有益效果:(1)本发明提供的脂肪组织靶向性多肽-毛蕊花苷-纳米金颗粒衍生物,具有良好的生物相容性,可携带药物靶向进入脂肪细胞,大大增强了药物的可利用率,从而显著提高了药物的靶向抗肥胖活性,适用于不同给药方法如静脉注射的靶向作用、腹腔、肌肉和皮下注射的缓控释作用;(2)本发明所用的材料成本低廉、便于获取,制备过程简单快捷,且为常规反应,未破坏药物本身的性质;且本法制备的脂肪组织靶向性多肽-毛蕊花苷-纳米金颗粒衍生物性质稳定,便于保存。
附图说明
图1为TEM检测脂肪组织靶向性多肽-毛蕊花苷-纳米金颗粒衍生物的大小,图片由左到右依次代表:纳米金颗粒的大小;脂肪组织靶向性多肽-毛蕊花苷衍生物与纳米金的体积比为1:9时获得的脂肪组织靶向性多肽-毛蕊花苷-纳米金颗粒衍生物的大小;
图2为1DLS检测脂肪组织靶向性多肽-毛蕊花苷-纳米金颗粒衍生物的大小,图片由上到下依次代表:纳米金颗粒的大小;脂肪组织靶向性多肽-毛蕊花苷衍生物与纳米金的体积比为1:9时获得的脂肪组织靶向性多肽-毛蕊花苷-纳米金颗粒衍生物的大小;
图3为高脂喂养肥胖小鼠,造模过程中两组小鼠体重变化;
图4为H-E染色检测各组小鼠肝脏和肾脏的病理变化。
具体实施方式
实施例1脂肪组织靶向性多肽-毛蕊花苷-纳米金颗粒衍生物的制备
实验药品:多肽由南京金斯瑞生物科技有限公司合成并进行侧链保护,纳米金颗粒购于Sigma公司,毛蕊花苷购自中科院西北高原生物研究所。
实验步骤:
1)称量10mg化学合成的多肽CKGGRAKDC(氨基、侧链羧基、N端巯基已保护)用1mLDMSO溶解,加入到含有温度计、冷凝管的三颈瓶内,滴加2-5滴的DMF,观察温度计使瓶内温度控制在25℃以下,缓慢滴加3-5mL二氯亚砜,搅拌均匀。
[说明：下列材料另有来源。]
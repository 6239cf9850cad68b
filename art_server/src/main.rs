#[tokio::main]
async fn main() -> std::io::Result<()> {
    art_server::run_with_config().await
}
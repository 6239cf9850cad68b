pub mod clients;
pub mod handlers;
pub mod protocol;
pub mod routes;
pub mod state;
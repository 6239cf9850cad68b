use crate::interface_adapters::handlers::art::generate_art;
use crate::interface_adapters::handlers::page::{health, index};
use crate::interface_adapters::state::AppState;
use axum::{
    Router,
    extract::DefaultBodyLimit,
    routing::{get, post},
};
use std::sync::Arc;

pub fn app(state: Arc<AppState>, max_body_bytes: usize) -> Router {
    // Wire the HTTP routes to their handlers. Room photos arrive as data URLs,
    // so the body limit is raised well past the framework default.
    Router::new()
        .route("/", get(index))
        .route("/health", get(health))
        .route("/api/generate-art", post(generate_art))
        .layer(DefaultBodyLimit::max(max_body_bytes))
        .with_state(state)
}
随后缓慢升温,于70-75℃反应1-2h,冷却,获得酰氯,密封备用;
2)分别将0.1mol毛蕊花苷和0.4mol氢氧化钠放入各含有20mL甲醇的两个100mL圆底烧瓶内,充分搅拌均匀至完全溶解。随后,将两种溶液等体积、室温充分混合反应。电磁搅拌(200r/min)的同时,毛细管通入氩气鼓泡,水泵减压缓慢蒸出甲醇,冷却沉淀至室温,磨碎,真空干燥过夜,生成的酚钠于干燥器中保存备用;
3)称取10mg酚钠放入含有温度计、搅拌器的300mL三颈瓶内,加水30mL,充分搅拌后冷却至0-5℃,缓慢均匀滴加酰氯(按酚钠与酰氯的摩尔比1:1.5的量滴加酰氯,其中酚钠的分子量为712.59),半小时完毕,密闭静置,于10-15℃搅拌反应1.5-2h。反应完全后,反应液过滤,用10-15mL去离子水清洗、抽滤得到的滤饼,反复3次后,压干,获得脂肪组织靶向性多肽-毛蕊花苷衍生物粗品。随后将得到的粗品及10倍量的无水乙醇放入300mL圆底烧瓶中,加热回流让其彻底溶解,冷却后加入适量活性炭,继续加热回流20min。趁热过滤,滤液放置析出晶体,获得纯的脂肪组织靶向性多肽-毛蕊花苷衍生物,保存备用;
4)将2×1010粒径为20nm的纳米金颗粒与5mL SH-mPEG-COOH溶液(浓度为2mM)25℃混合,搅拌孵育12h,随后经离心、洗涤3次将未经反应的SH-mPEG-COOH清除,所得沉淀为PEG修饰的纳米金颗粒,溶于去离子水中备用;
5)向10mL PEG修饰的粒径为20nm的纳米金颗粒溶液中滴加浓度为10wt.%的碳酸钾水溶液,调节pH值至7;然后将DMSO溶解的浓度为1mM脂肪组织靶向性多肽-毛蕊花苷衍生物溶液(以毛蕊花苷的摩尔量计算,10μL)与1nM纳米金溶液(90μL)以体积比1:9的比例混合(取出的纳米金加完碳酸钾后需立即加入脂肪组织靶向性多肽-毛蕊花苷衍生物以免纳米金聚团),包锡箔纸避光过夜摇匀,摇床转速200rpm,温度25℃;
6)次日向每管加PBS定容到1mL,然后移到1.5mL的离心管,于4℃、14000rpm离心30min,后用无菌PBS洗3次(4℃、14000rpm、5min),随后再加100μLPBS重悬衍生物;
7)TEM检测:配制2%的磷戊酸:称取0.02g的磷戊酸用1mL水溶解,超声振荡后用氢氧化钠将pH调到6-7之间。取3个铜网,将样品分别滴于铜网上,5min后用滤纸吸干水分后,用2%的磷戊酸复染两分钟。最后吸干水分,置于滤纸上干燥以备拍摄。在40000-50000放大倍数下保证比例尺为100nm,曝光时间2-3s下拍摄;
8)动态光散射(DLS)检测:将样品加超纯水稀释至1mL,吹打混匀后做上机检测大小。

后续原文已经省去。